李进波:负责护理文书书写质量控制,协助护士长进行管理工作。
科室环节质量控制流程:
医师组长:负责本医疗组病历文书书写质量及时控制,每日检查住院医师书写病历,找出问题并指导书写,做到合法、合理、及时、完整、详实,确认无问题后方可签字。经常抽查本组在案病历记录情况,对出院病历进行全面检查,严格把关,评定病案质量等级,质控率为100%,严禁不合格病历出科
住院医师:及时书写病历文书,合理开具医嘱,认真自检后及时提交上级医师审核签字,据上级医师指导意见及时修改、完善病历文书。

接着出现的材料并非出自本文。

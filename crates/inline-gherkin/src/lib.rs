//! Inline Gherkin steps for plain Rust tests.
//!
//! A test declares ordered `Given`/`When`/`Then` steps as closures. The
//! [`StepRunner`] executes them, retries the ones marked "eventually",
//! tracks the scenario's failure and reports every lifecycle event to the
//! registered [`Listener`]s. A step description may carry a pipe-delimited
//! table, which is parsed and projected onto a record type before the action
//! runs.
//!
//! ```
//! use inline_gherkin::{
//!     Narrative, Row, RunnerConfig, StepOptions, StepRunner, StoryId, TableMapper,
//!     RetryPolicy,
//! };
//!
//! # fn main() -> Result<(), Box<dyn std::error::Error>> {
//! let dir = tempfile::tempdir()?;
//! let runner = StepRunner::new(
//!     RunnerConfig::default().with_base_dir(dir.path().to_string_lossy().into_owned()),
//! )?;
//!
//! let mut story = runner.start_story(
//!     StoryId::new("LoginStory", "auth/LoginStory"),
//!     Some(Narrative::new("to keep accounts safe", "user", "log in")),
//! );
//! runner.scenario(&mut story, "known users log in", |s| {
//!     let mut users = Vec::new();
//!     s.given_table(
//!         "the users: |name|password||alice|secret|",
//!         &TableMapper::<Row>::raw(),
//!         |table| {
//!             users.extend(table.iter().filter_map(|row| row.get("name")).map(str::to_owned));
//!             Ok(())
//!         },
//!     )?;
//!     s.when("alice logs in", || Ok(()))?;
//!     s.then_with(
//!         "the session is open",
//!         &StepOptions::default().eventually(RetryPolicy::default().timeout_ms(200)),
//!         || {
//!             assert_eq!(users, ["alice"]);
//!             Ok(())
//!         },
//!     )?;
//!     Ok(())
//! })?;
//! runner.end_story(story)?;
//!
//! assert!(dir.path().join("LoginStory.xml").exists());
//! # Ok(())
//! # }
//! ```
//!
//! # Failure modes
//!
//! By default a failing step returns its [`StepFailure`] at once. Inside
//! [`StepRunner::scenario`] the `?` ends the body there, so later steps never
//! run and no skip events are emitted. A caller driving steps by hand that
//! keeps calling them after that `Err` gets [`StepOutcome::Skipped`] and a
//! `step_skipped` event for each. With [`FailureMode::CatchCompleteOutput`]
//! every step runs and the first failure is returned when the scenario ends.
//! See [`RunnerConfig`] for the environment overrides.
//!
//! # Features
//!
//! - `diagnostics` (default): the JSON report listener.

mod config;
mod error;
mod handler;
mod keyword;
mod listener;
mod panic;
mod retry;
mod runner;
mod story;

pub use config::{
    BASE_DIR_VAR, CATCH_COMPLETE_OUTPUT_VAR, FailureMode, LISTENERS_VAR, ListenerKind,
    RunnerConfig, StoryConfig,
};
pub use error::{
    ActionError, ActionResult, ConfigError, Fatal, ReportError, RunnerError, StepError,
    StepFailure,
};
pub use handler::{ErrorHandler, ErrorHandlerChain, ErrorStore};
pub use inline_gherkin_table as table;
pub use inline_gherkin_table::{
    Coerce, CoercionError, HeaderOverrides, MappingError, ParsedStep, Record, Row, RowFactory,
    RowSetter, Schema, Table, TableError, TableMapper, coerce_enum,
};
pub use keyword::{StepKeyword, StepKeywordParseError, StepType};
#[cfg(feature = "diagnostics")]
pub use listener::{JsonFormat, JsonListener};
pub use listener::{
    FileListener, Listener, ListenerBus, LogListener, ReportFormat, ReportListener,
    ScenarioEvent, ScenarioReport, StepEvent, StepReport, StepState, StoryEvent, StoryReport,
    XmlFormat, XmlListener,
};
pub use panic::panic_message;
pub use retry::{Attempts, RetryPolicy, run_eventually};
pub use runner::{
    Scenario, ScenarioContext, StepOptions, StepOutcome, StepRunner, StepRunnerBuilder,
    StoryContext,
};
pub use story::{Narrative, StoryId, scenario_title_from_fn};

指导实习医师、进修医师在一定范围内进行病历文书书写和检查、化验单开具,指导医师助理进行病历文书文字录入工作。
护理人员:及时、准确、详实完成护理文件书写。
医师助理:在上级医师指导下进行病历文书录入和检查、化验单开具,并及时提交上级医师审核签字。
康复师:及时、准确完成康复治疗相关文书书写。
核心制度有效体现
具体要求见《病历书写基本规范》及病历质量评价标准(见附录)
上级医师查房记录应有补充的体格检查、诊断及鉴别诊断依据及对患者进一步诊治、处理的指导意见。
严格落实疑难病例讨论制度、术前讨论制度及死亡病历讨论制度,具体内容应客观、详实在病历中体现
严格落实危重患者抢救制度,及时沟通、书面告知患方并签字,在病历中要有记录。在抢救过程中要做到边抢救边记录,记录时间应具体到分钟,且医、护记录时间要一致。未能及时记录的,应在抢救结束6小时内据实补记并加以说明。
5、严格执行输血制度
a、据医院下发的关于对临床输血流程再造及持续改进的通知,对每一位输血患者,临床医师应按要求认真填写输血病程记录,并填写《临床医师合理用血评估表》,由科室归档存放,以备定期抽查评估。
b、临床用血达到或超过1600ml以上,医师须填报大量用血审批表送输血科报医务处批准(急诊事后72小时内补办)
c、输血反应反馈单按病历管理规定粘贴于检验项目单上(无反应空白粘贴,有输血反应应反馈到输血科,输血科填写处置单发回责任科室并粘贴于病历相关检验项目单)
d.输血病程于输血结束后及时、详细记录,其内容应包括输血原因、合理用血评估情况、申请之血型、成分、数量,输血时间、输血过程观察情况及处置情况。
6、病情评估
据骨二科病情评估管理办法,对老年患者、疑难、危、急、重症及特殊人员,须做详细的病情评估,具体内容见我科病情评估表,次数据患者疾病发展及转归而定
7、手术风险评估
对所有手术患者,术前须进行手术风险评估,具体内容依据手术风险评估表(因我科已制定一份,后医院下发一份,为统一起见,以医院下发表格为准)
8、手术安全核查及部位标示
对所有手术患者,麻醉及手术前,必须由麻醉师、手术医师、护士三方查对姓名、诊断、手术部位、配血报告、术前用药、药物过敏试验结果、麻醉方法及麻醉用药,手术部位标示单由手术医师术前谈话时填写并告知患方、签字确认
9、术后首次病程记录
术后首次病程记录是指参加手术的医师在患者术后即时完成的病程记录。内容包括手术时间、术中诊断、麻醉方式、手术方式、手术简要经过、术后处理措施、术后应当特别注意观察的事项等,须由术者及第一助手签字确认。术后医嘱应由主刀医师或获得授权的第一助手开具。